▸ **What you have to do**: Print the line containing "filename crates/core/src/service/mod.rs" and every later line of the records. Keep each one exactly as given, ending with the last.

(Saved entries)
★ ★ ★ ★ ★ ★ ★

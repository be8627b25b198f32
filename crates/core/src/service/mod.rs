//! Interfaces consumed from the remote execution service.

mod error;
mod traits;

pub use error::{Result, ServiceError};
pub use traits::{Connection, ExecutionService};
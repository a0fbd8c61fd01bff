//! Error type for `univera-identity`.

use thiserror::Error;

#[derive(Debug, Error)]
pub enum Error {
  #[error("database error: {0}")]
  Database(#[from] tokio_rusqlite::Error),

  #[error("http error: {0}")]
  Http(#[from] reqwest::Error),

  #[error("{method} {path} → {status}: {body}")]
  Status {
    method: &'static str,
    path:   String,
    status: u16,
    body:   String,
  },

  #[error("password hashing failed: {0}")]
  PasswordHash(String),
}

pub type Result<T, E = Error> = std::result::Result<T, E>;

★ ★ ★ ★ ★ ★ ★

▸ **Task result**:
filename crates/core/src/service/mod.rs
//! Interfaces consumed from the remote execution service.

mod error;
mod traits;

pub use error::{Result, ServiceError};
pub use traits::{Connection, ExecutionService};
repository a0fbd8c61fd01bff
//! Error type for `univera-identity`.

use thiserror::Error;

#[derive(Debug, Error)]
pub enum Error {
  #[error("database error: {0}")]
  Database(#[from] tokio_rusqlite::Error),

  #[error("http error: {0}")]
  Http(#[from] reqwest::Error),

  #[error("{method} {path} → {status}: {body}")]
  Status {
    method: &'static str,
    path:   String,
    status: u16,
    body:   String,
  },

  #[error("password hashing failed: {0}")]
  PasswordHash(String),
}

pub type Result<T, E = Error> = std::result::Result<T, E>;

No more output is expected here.